Getting started with Kops

I’ve been trying to learn more around the kubernetes ecosystem and that implies to understand different tools. I already worked in the past with EKS(AWS Elastic Kubernetes Service), but this time I decided to install a k8s cluster using kops. This tool allows to create/destroy production-ready kubernetes clusters and control the operationl tasks such upgrading the nodes.

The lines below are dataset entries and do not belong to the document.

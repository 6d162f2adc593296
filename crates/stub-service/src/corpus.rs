//! The corpus a stub service answers from, and its validation rules.

use std::collections::BTreeSet;
use std::path::Path;

use autotest_wire::{CorpusRecord, FaultRecord, TestingConfig, ValidationSubmission};
use serde::{Deserialize, Serialize};
use serde_json::Value;

/// Failure loading a corpus file.
#[derive(Debug, thiserror::Error)]
pub enum CorpusError {
    #[error("cannot read corpus {path}: {source}")]
    Read {
        path: String,
        #[source]
        source: std::io::Error,
    },

    #[error("invalid corpus: {0}")]
    Parse(String),
}

/// Everything the stub knows about a run.
#[derive(Debug, Clone, Default, PartialEq, Serialize, Deserialize)]
#[serde(rename_all = "PascalCase")]
pub struct StubCorpus {
    /// Returned to every session that is opened.
    #[serde(default)]
    pub config: TestingConfig,
    #[serde(default)]
    pub operations: Vec<OperationCorpus>,
}

#[derive(Debug, Clone, PartialEq, Serialize, Deserialize)]
#[serde(rename_all = "PascalCase")]
pub struct OperationCorpus {
    pub service: String,
    pub operation: String,
    #[serde(default = "enabled_by_default")]
    pub enabled: bool,
    #[serde(default)]
    pub records: Vec<StubRecord>,
}

fn enabled_by_default() -> bool {
    true
}

#[derive(Debug, Clone, PartialEq, Serialize, Deserialize)]
#[serde(rename_all = "PascalCase")]
pub struct StubRecord {
    pub container_id: String,
    pub request: Value,
    #[serde(default)]
    pub expected: Expectation,
}

/// What a correct dispatch of a record looks like.
#[derive(Debug, Clone, Default, PartialEq, Serialize, Deserialize)]
#[serde(rename_all = "PascalCase")]
pub struct Expectation {
    #[serde(default, skip_serializing_if = "Option::is_none")]
    pub response: Option<Value>,
    #[serde(default, skip_serializing_if = "Option::is_none")]
    pub fault: Option<ExpectedFault>,
}

/// An expected service error; unset fields match anything.
#[derive(Debug, Clone, Default, PartialEq, Eq, Serialize, Deserialize)]
#[serde(rename_all = "PascalCase")]
pub struct ExpectedFault {
    #[serde(default, skip_serializing_if = "Option::is_none")]
    pub status_code: Option<u16>,
    #[serde(default, skip_serializing_if = "Option::is_none")]
    pub code: Option<String>,
}

impl ExpectedFault {
    fn matches(&self, fault: &FaultRecord) -> bool {
        self.status_code.map_or(true, |s| fault.status_code == Some(s))
            && self
                .code
                .as_deref()
                .map_or(true, |c| fault.code.as_deref() == Some(c))
    }

    fn describe(&self) -> String {
        describe_fault(self.status_code, self.code.as_deref())
    }
}

fn describe_fault(status: Option<u16>, code: Option<&str>) -> String {
    match (status, code) {
        (Some(status), Some(code)) => format!("{} {}", status, code),
        (Some(status), None) => status.to_string(),
        (None, Some(code)) => code.to_string(),
        (None, None) => "any fault".to_string(),
    }
}

impl StubCorpus {
    pub fn from_json(bytes: &[u8]) -> Result<Self, CorpusError> {
        serde_json::from_slice(bytes).map_err(|e| CorpusError::Parse(e.to_string()))
    }

    pub fn from_file(path: &Path) -> Result<Self, CorpusError> {
        let bytes = std::fs::read(path).map_err(|source| CorpusError::Read {
            path: path.display().to_string(),
            source,
        })?;
        Self::from_json(&bytes)
    }

    pub fn operation(&self, service: &str, operation: &str) -> Option<&OperationCorpus> {
        self.operations
            .iter()
            .find(|o| o.service == service && o.operation == operation)
    }

    /// Unknown operations are disabled.
    pub fn is_enabled(&self, service: &str, operation: &str) -> bool {
        self.operation(service, operation)
            .is_some_and(|o| o.enabled)
    }

    /// The `get-requests` payload for an operation; empty when unknown.
    pub fn requests(&self, service: &str, operation: &str) -> Vec<CorpusRecord> {
        self.operation(service, operation)
            .map(|o| {
                o.records
                    .iter()
                    .map(|r| CorpusRecord {
                        container_id: r.container_id.clone(),
                        request: r.request.clone(),
                    })
                    .collect()
            })
            .unwrap_or_default()
    }

    pub fn record(&self, container_id: &str) -> Option<&StubRecord> {
        self.operations
            .iter()
            .flat_map(|o| o.records.iter())
            .find(|r| r.container_id == container_id)
    }

    /// Judge one submission. Empty means accepted.
    pub fn check(&self, submission: &ValidationSubmission) -> String {
        let Some(record) = self.record(&submission.container_id) else {
            return format!("unknown container '{}'", submission.container_id);
        };
        let expected = &record.expected;

        match (&expected.fault, &submission.error) {
            (Some(want), None) => {
                return format!("expected fault {} but the call succeeded", want.describe())
            }
            (Some(want), Some(got)) if !want.matches(got) => {
                return format!(
                    "expected fault {}, got {}",
                    want.describe(),
                    describe_fault(got.status_code, got.code.as_deref())
                )
            }
            (Some(_), Some(_)) => return String::new(),
            (None, Some(got)) => return format!("unexpected fault: {}", got.message),
            (None, None) => {}
        }

        match expected.response {
            Some(ref want) => response_mismatch(want, &submission.response).unwrap_or_default(),
            None => String::new(),
        }
    }
}

/// Names the first top-level key whose value differs.
fn response_mismatch(want: &Value, got: &Value) -> Option<String> {
    if want == got {
        return None;
    }
    match (want, got) {
        (Value::Object(want), Value::Object(got)) => {
            let keys: BTreeSet<&String> = want.keys().chain(got.keys()).collect();
            keys.into_iter()
                .find(|key| want.get(*key) != got.get(*key))
                .map(|key| {
                    format!(
                        "response mismatch at '{}': expected {} got {}",
                        key,
                        render(want.get(key)),
                        render(got.get(key))
                    )
                })
        }
        _ => Some(format!("response mismatch: expected {} got {}", want, got)),
    }
}

fn render(value: Option<&Value>) -> String {
    match value {
        Some(value) => value.to_string(),
        None => "nothing".to_string(),
    }
}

This post aims to gather all the steps, but the documentation should be always the source of truth.

Pre-requesites

First of all, download a stable relase of kops and put in your PATH. One of the first steps is to setup and IAM user (kops) with enough permissions to manage our k8s infrastructure. This would require:

  • EC2 Full Access
  • Route53 Full Access
  • S3 Full Access
  • IAM Full Access
  • VPC Full Access

The idea is to create an IAM Group, attach those policies and add the user kops to that group.

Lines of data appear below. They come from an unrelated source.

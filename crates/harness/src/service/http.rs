//! HTTP testing-service client.
//!
//! Uses `ureq` (sync) inside `tokio::task::spawn_blocking` so a slow
//! service never stalls the runtime that drives the operation tests.

use async_trait::async_trait;
use autotest_wire::{
    endpoints, EnabledAnswer, SessionOpenRequest, SessionOpened, ValidationSubmission,
    ValidationVerdict, HARNESS_LANG,
};
use serde::de::DeserializeOwned;
use serde_json::Value;

use super::{SessionHandle, TestingService};
use crate::error::SessionFault;

/// [`TestingService`] over HTTP.
#[derive(Debug, Clone)]
pub struct HttpTestingService {
    service_url: String,
    agent: ureq::Agent,
}

impl HttpTestingService {
    /// A client for the service at `service_url`
    /// (e.g. `http://localhost:8090/SDKTestingService`).
    pub fn new(service_url: &str) -> Self {
        HttpTestingService {
            service_url: service_url.trim_end_matches('/').to_string(),
            agent: ureq::Agent::new_with_defaults(),
        }
    }

    pub fn service_url(&self) -> &str {
        &self.service_url
    }
}

#[derive(Debug, Clone, Copy, PartialEq, Eq)]
enum Method {
    Get,
    Post,
}

/// One HTTP exchange, fully owned so it can move onto the blocking pool.
#[derive(Debug, Clone)]
struct Call {
    method: Method,
    endpoint: &'static str,
    base_url: String,
    query: Vec<(&'static str, String)>,
    token: Option<String>,
    body: Option<Value>,
}

impl Call {
    fn new(method: Method, endpoint: &'static str, base_url: &str) -> Self {
        Call {
            method,
            endpoint,
            base_url: base_url.to_string(),
            query: Vec::new(),
            token: None,
            body: None,
        }
    }

    /// A call within `session`: session id in the query, bearer token attached.
    fn in_session(method: Method, endpoint: &'static str, session: &SessionHandle) -> Self {
        let mut call = Call::new(method, endpoint, &session.base_url);
        call.token = session.token.clone();
        call.query.push(("sessionId", session.session_id.clone()));
        call
    }

    fn operation(mut self, service: &str, operation: &str) -> Self {
        self.query.push(("serviceName", service.to_string()));
        self.query.push(("apiName", operation.to_string()));
        self
    }

    fn json_body(mut self, body: Value) -> Self {
        self.body = Some(body);
        self
    }

    fn url(&self) -> String {
        format!("{}/{}", self.base_url, self.endpoint)
    }

    fn decorate<B>(&self, mut request: ureq::RequestBuilder<B>) -> ureq::RequestBuilder<B> {
        for (key, value) in &self.query {
            request = request.query(*key, value);
        }
        if let Some(ref token) = self.token {
            request = request.header("Authorization", &format!("Bearer {}", token));
        }
        request
    }

    fn send(&self, agent: &ureq::Agent) -> Result<ureq::Body, SessionFault> {
        let url = self.url();
        let result = match (self.method, &self.body) {
            (Method::Get, _) => self.decorate(agent.get(&url)).call(),
            (Method::Post, Some(body)) => self.decorate(agent.post(&url)).send_json(body),
            (Method::Post, None) => self.decorate(agent.post(&url)).send_empty(),
        };
        result
            .map(|response| response.into_body())
            .map_err(|e| classify_error(self.endpoint, e))
    }

    fn send_for_json<T: DeserializeOwned>(&self, agent: &ureq::Agent) -> Result<T, SessionFault> {
        self.send(agent)?
            .read_json::<T>()
            .map_err(|e| SessionFault::Malformed {
                endpoint: self.endpoint.to_string(),
                message: e.to_string(),
            })
    }

    fn send_for_bytes(&self, agent: &ureq::Agent) -> Result<Vec<u8>, SessionFault> {
        self.send(agent)?
            .read_to_vec()
            .map_err(|e| SessionFault::Transport {
                endpoint: self.endpoint.to_string(),
                message: format!("error reading reply: {}", e),
            })
    }
}

fn classify_error(endpoint: &str, err: ureq::Error) -> SessionFault {
    match err {
        ureq::Error::StatusCode(status) => SessionFault::Status {
            endpoint: endpoint.to_string(),
            status,
        },
        other => SessionFault::Transport {
            endpoint: endpoint.to_string(),
            message: other.to_string(),
        },
    }
}

/// Run `f` on the blocking pool.
async fn blocking<T, F>(endpoint: &'static str, f: F) -> Result<T, SessionFault>
where
    T: Send + 'static,
    F: FnOnce() -> Result<T, SessionFault> + Send + 'static,
{
    tokio::task::spawn_blocking(f)
        .await
        .map_err(|e| SessionFault::Join(format!("{}: {}", endpoint, e)))?
}

fn to_json<T: serde::Serialize>(endpoint: &'static str, value: &T) -> Result<Value, SessionFault> {
    serde_json::to_value(value).map_err(|e| SessionFault::Malformed {
        endpoint: endpoint.to_string(),
        message: format!("cannot encode request body: {}", e),
    })
}

#[async_trait]
impl TestingService for HttpTestingService {
    async fn open_session(&self, run_id: &str) -> Result<SessionHandle, SessionFault> {
        let body = to_json(
            endpoints::START_SESSION,
            &SessionOpenRequest {
                run_id: run_id.to_string(),
                lang: HARNESS_LANG.to_string(),
            },
        )?;
        let call = Call::new(Method::Post, endpoints::START_SESSION, &self.service_url).json_body(body);
        let agent = self.agent.clone();
        let opened: SessionOpened =
            blocking(endpoints::START_SESSION, move || call.send_for_json(&agent)).await?;
        Ok(SessionHandle::from_opened(opened, &self.service_url))
    }

    async fn close_session(&self, session: &SessionHandle) -> Result<(), SessionFault> {
        let call = Call::in_session(Method::Post, endpoints::END_SESSION, session);
        let agent = self.agent.clone();
        blocking(endpoints::END_SESSION, move || call.send(&agent).map(|_| ())).await
    }

    async fn is_api_enabled(
        &self,
        session: &SessionHandle,
        service: &str,
        operation: &str,
    ) -> Result<bool, SessionFault> {
        let call = Call::in_session(Method::Get, endpoints::IS_API_ENABLED, session)
            .operation(service, operation);
        let agent = self.agent.clone();
        let answer: EnabledAnswer =
            blocking(endpoints::IS_API_ENABLED, move || call.send_for_json(&agent)).await?;
        Ok(answer.enabled)
    }

    async fn get_requests(
        &self,
        session: &SessionHandle,
        service: &str,
        operation: &str,
    ) -> Result<Vec<u8>, SessionFault> {
        let call = Call::in_session(Method::Get, endpoints::GET_REQUESTS, session)
            .operation(service, operation);
        let agent = self.agent.clone();
        blocking(endpoints::GET_REQUESTS, move || call.send_for_bytes(&agent)).await
    }

    async fn validate_result(
        &self,
        session: &SessionHandle,
        submission: &ValidationSubmission,
    ) -> Result<String, SessionFault> {
        let body = to_json(endpoints::VALIDATE_RESULT, submission)?;
        let call =
            Call::in_session(Method::Post, endpoints::VALIDATE_RESULT, session).json_body(body);
        let agent = self.agent.clone();
        let verdict: ValidationVerdict =
            blocking(endpoints::VALIDATE_RESULT, move || call.send_for_json(&agent)).await?;
        Ok(verdict.message)
    }
}

// ──────────────────────────────────────────────
// Tests
// ──────────────────────────────────────────────

#[cfg(test)]
mod tests {
    use super::*;
    use autotest_wire::TestingConfig;

    fn session() -> SessionHandle {
        SessionHandle {
            session_id: "s-9".into(),
            base_url: "http://localhost:8090/svc".into(),
            token: Some("tok".into()),
            config: TestingConfig::default(),
        }
    }

    #[test]
    fn service_url_is_trimmed() {
        let service = HttpTestingService::new("http://localhost:8090/SDKTestingService/");
        assert_eq!(service.service_url(), "http://localhost:8090/SDKTestingService");
    }

    #[test]
    fn session_call_carries_id_and_token() {
        let call = Call::in_session(Method::Get, endpoints::IS_API_ENABLED, &session())
            .operation("limits", "ListServices");
        assert_eq!(call.url(), "http://localhost:8090/svc/isApiEnabled");
        assert_eq!(call.token.as_deref(), Some("tok"));
        assert_eq!(
            call.query,
            vec![
                ("sessionId", "s-9".to_string()),
                ("serviceName", "limits".to_string()),
                ("apiName", "ListServices".to_string()),
            ]
        );
    }

    #[test]
    fn status_errors_are_classified() {
        match classify_error("request", ureq::Error::StatusCode(503)) {
            SessionFault::Status { endpoint, status } => {
                assert_eq!(endpoint, "request");
                assert_eq!(status, 503);
            }
            other => panic!("expected Status, got {:?}", other),
        }
    }

    #[tokio::test]
    async fn unreachable_service_is_a_transport_fault() {
        // Port 9 (discard) on localhost is not expected to run an HTTP server.
        let service = HttpTestingService::new("http://127.0.0.1:9/svc");
        let err = service.open_session("run").await.unwrap_err();
        assert!(matches!(err, SessionFault::Transport { .. }), "{err:?}");
    }
}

aws iam create-group --group-name kops
aws iam attach-group-policy --policy-arn arn:aws:iam::aws:policy/AmazonEC2FullAccess --group-name kops
aws iam attach-group-policy --policy-arn arn:aws:iam::aws:policy/AmazonRoute53FullAccess --group-name kops
aws iam attach-group-policy --policy-arn arn:aws:iam::aws:policy/AmazonS3FullAccess --group-name kops
aws iam attach-group-policy --policy-arn arn:aws:iam::aws:policy/IAMFullAccess --group-name kops
aws iam attach-group-policy --policy-arn arn:aws:iam::aws:policy/AmazonVPCFullAccess --group-name kops
aws iam create-user --user-name kops
aws iam add-user-to-group --user-name kops --group-name kops
aws iam create-access-key --user-name kops
aws s3api create-bucket \
    --bucket kops-wipefs-store \
    --region us-east-1

The last step prompts your aws_acess_key_id and aws_secret_acess_key, instead of exporting those values as environmental variables, I’d suggest you define a profile in your ~/.aws/credentials

[kops]
aws_access_key_id = {{ aws_access_key_id }}
aws_secret_access_key = {{ aws_secret_acess_key }}

Afterwards, just export AWS_PROFILE=kops and verify is working.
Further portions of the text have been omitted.